_WHAT TO WORK ON_: Please count, in the material below, each line containing "lock", and report only the number.
───── RECORDS SHOWN
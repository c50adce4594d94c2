//! HTTP client tests against an in-process REST backend
//!
//! A small axum app stands in for the station API so the reqwest client is
//! exercised over a real socket: verbs, paths, bodies and status mapping.

use anyhow::Result;
use axum::{
    Json, Router,
    extract::{Path, State},
    http::StatusCode,
    routing::get,
};
use serde_json::{Value, json};
use std::sync::atomic::{AtomicUsize, Ordering};
use std::sync::{Arc, Mutex};
use station::prelude::*;

// =============================================================================
// Test Backend
// =============================================================================

#[derive(Clone, Default)]
struct Backend {
    records: Arc<Mutex<Vec<Value>>>,
    next_id: Arc<AtomicUsize>,
}

impl Backend {
    fn with(records: Vec<Value>) -> Self {
        let backend = Self::default();
        *backend.records.lock().unwrap() = records;
        backend
    }

    fn records(&self) -> Vec<Value> {
        self.records.lock().unwrap().clone()
    }
}

async fn list_records(State(backend): State<Backend>) -> Json<Vec<Value>> {
    Json(backend.records())
}

async fn create_record(
    State(backend): State<Backend>,
    Json(mut body): Json<Value>,
) -> (StatusCode, Json<Value>) {
    let n = backend.next_id.fetch_add(1, Ordering::SeqCst);
    body["_id"] = json!(format!("id-{}", n));
    backend.records.lock().unwrap().push(body.clone());
    (StatusCode::CREATED, Json(body))
}

async fn update_record(
    State(backend): State<Backend>,
    Path(id): Path<String>,
    Json(mut body): Json<Value>,
) -> Result<Json<Value>, StatusCode> {
    let mut records = backend.records.lock().unwrap();
    let slot = records
        .iter_mut()
        .find(|r| r["_id"] == id.as_str())
        .ok_or(StatusCode::NOT_FOUND)?;
    body["_id"] = json!(id);
    *slot = body.clone();
    Ok(Json(body))
}

async fn delete_record(State(backend): State<Backend>, Path(id): Path<String>) -> StatusCode {
    let mut records = backend.records.lock().unwrap();
    let before = records.len();
    records.retain(|r| r["_id"] != id.as_str());
    if records.len() < before {
        StatusCode::NO_CONTENT
    } else {
        StatusCode::NOT_FOUND
    }
}

fn collection(path: &str, backend: Backend) -> Router {
    Router::new()
        .route(&format!("/{}", path), get(list_records).post(create_record))
        .route(
            &format!("/{}/{{id}}", path),
            axum::routing::put(update_record).delete(delete_record),
        )
        .with_state(backend)
}

async fn serve(app: Router) -> Result<String> {
    let listener = tokio::net::TcpListener::bind("127.0.0.1:0").await?;
    let addr = listener.local_addr()?;
    tokio::spawn(async move {
        axum::serve(listener, app).await.unwrap();
    });
    Ok(format!("http://{}/api", addr))
}

fn api(app: Router) -> Router {
    Router::new().nest("/api", app)
}

fn client<R: Resource>(base_url: &str) -> HttpResourceClient<R> {
    HttpResourceClient::new(reqwest::Client::new(), base_url)
}

fn sale_json(id: &str, product_id: &str) -> Value {
    json!({
        "_id": id,
        "productId": product_id,
        "volume": 3,
        "totalSalePrice": 7.5,
        "paymentMethod": "Cash",
        "date": "2024-06-10T00:00:00Z"
    })
}

// =============================================================================
// Client round trips
// =============================================================================

#[tokio::test]
async fn test_list_decodes_wire_records() -> Result<()> {
    let sales = Backend::with(vec![sale_json("s-1", "p-1"), sale_json("s-2", "p-2")]);
    let base = serve(api(collection("sales", sales))).await?;

    let records = client::<Sale>(&base).list().await?;

    assert_eq!(records.len(), 2);
    assert_eq!(records[0].id.as_str(), "s-1");
    assert_eq!(records[1].data.product_id.as_str(), "p-2");
    assert_eq!(records[0].data.volume, 3);
    Ok(())
}

#[tokio::test]
async fn test_create_update_delete_round_trip() -> Result<()> {
    let sales = Backend::default();
    let base = serve(api(collection("sales", sales.clone()))).await?;
    let client = client::<Sale>(&base);

    let form = Sale::blank_form()
        .with("productId", "p-9")
        .with("volume", "5")
        .with("totalSalePrice", "12.5")
        .with("paymentMethod", "Card")
        .with("date", "2024-07-01");
    let payload = Sale::from_form(&form, FormMode::Create)?;

    let created = client.create(&payload).await?;
    assert_eq!(created.id.as_str(), "id-0");
    assert_eq!(created.data, payload);

    // request body carries data fields only
    let stored = sales.records();
    assert_eq!(stored[0]["productId"], "p-9");
    assert_eq!(stored[0]["paymentMethod"], "Card");

    let mut changed = payload.clone();
    changed.volume = 6;
    let updated = client.update(&created.id, &changed).await?;
    assert_eq!(updated, Record::new("id-0", changed.clone()));
    assert_eq!(client.list().await?, vec![updated]);

    client.delete(&created.id).await?;
    assert!(client.list().await?.is_empty());
    Ok(())
}

#[tokio::test]
async fn test_unknown_id_maps_to_status_error() -> Result<()> {
    let base = serve(api(collection("sales", Backend::default()))).await?;
    let client = client::<Sale>(&base);

    let err = client.delete(&RecordId::new("nope")).await.unwrap_err();

    assert_eq!(err.status(), Some(404));
    assert_eq!(err.operation(), Operation::Delete);
    assert_eq!(err.error_code(), "TRANSPORT_STATUS");
    Ok(())
}

#[tokio::test]
async fn test_server_error_and_garbage_body() -> Result<()> {
    let app = Router::new()
        .route(
            "/employees",
            get(|| async { (StatusCode::INTERNAL_SERVER_ERROR, "database down") }),
        )
        .route("/products", get(|| async { "<html>not json</html>" }));
    let base = serve(api(app)).await?;

    let err = client::<Employee>(&base).list().await.unwrap_err();
    assert_eq!(err.status(), Some(500));
    assert!(matches!(err, TransportError::Status { ref body, .. } if body == "database down"));

    let err = client::<Product>(&base).list().await.unwrap_err();
    assert_eq!(err.error_code(), "TRANSPORT_DECODE");
    Ok(())
}

#[tokio::test]
async fn test_empty_update_response_echoes_payload() -> Result<()> {
    let app = Router::new().route(
        "/users/{id}",
        axum::routing::put(|| async { StatusCode::NO_CONTENT }),
    );
    let base = serve(api(app)).await?;

    let user = User {
        first_name: "Ama".to_string(),
        last_name: "Weera".to_string(),
        user_type: "User".to_string(),
        phone: "0700000000".to_string(),
        email: "ama@station.lk".to_string(),
        password: None,
        address: "Jaffna".to_string(),
    };
    let record = client::<User>(&base)
        .update(&RecordId::new("u-7"), &user)
        .await?;

    assert_eq!(record, Record::new("u-7", user));
    Ok(())
}

#[tokio::test]
async fn test_unreachable_server_is_network_error() -> Result<()> {
    let listener = std::net::TcpListener::bind("127.0.0.1:0")?;
    let addr = listener.local_addr()?;
    drop(listener);

    let err = client::<Sale>(&format!("http://{}", addr))
        .list()
        .await
        .unwrap_err();

    assert_eq!(err.error_code(), "TRANSPORT_NETWORK");
    Ok(())
}

#[tokio::test]
async fn test_path_override_from_config() -> Result<()> {
    let expenses = Backend::with(vec![json!({
        "_id": "x-1",
        "type": "Water",
        "amount": 42.0,
        "date": "2024-02-01T00:00:00Z"
    })]);
    let base = serve(api(collection("utilityexpenses", expenses))).await?;

    let config = ConsoleConfig::from_yaml_str(&format!(
        "api:\n  base_url: {}\nresources:\n  utility-expenses:\n    path: utilityexpenses\n",
        base
    ))?;
    let client = HttpResourceClient::<UtilityExpense>::from_config(config.http_client()?, &config);

    let records = client.list().await?;
    assert_eq!(records[0].data.kind, "Water");
    assert_eq!(records[0].data.description, None);
    Ok(())
}

// =============================================================================
// Screen over HTTP
// =============================================================================

#[tokio::test]
async fn test_sale_screen_over_http() -> Result<()> {
    let sales = Backend::with(vec![sale_json("s-1", "p-1"), sale_json("s-2", "p-2")]);
    let products = Backend::with(vec![json!({
        "_id": "p-1",
        "name": "Engine Oil",
        "category": "Lubricants",
        "quantity": 10,
        "pricePerUnit": 2.5,
        "lastRestockDate": "2024-01-01T00:00:00Z"
    })]);
    let app = collection("sales", sales.clone()).merge(collection("products", products));
    let base = serve(api(app)).await?;

    let notifier = RecordingNotifier::new();
    let mut screen = Screen::new(client::<Sale>(&base))
        .with_lookup::<Product, _>(client::<Product>(&base))
        .with_notifier(std::sync::Arc::new(notifier.clone()));
    screen.load().await?;

    screen.search("engine");
    assert_eq!(screen.visible().len(), 1);
    assert_eq!(screen.visible()[0].id.as_str(), "s-1");

    screen.delete(&RecordId::new("s-1"), Confirmation::Confirmed).await?;
    assert_eq!(sales.records().len(), 1);
    assert!(screen.visible().is_empty());
    assert!(
        notifier
            .notifications()
            .iter()
            .any(|n| n.message == "Sale deleted successfully!")
    );
    Ok(())
}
──────────
_ANSWER TO THIS PROBLEM_: 5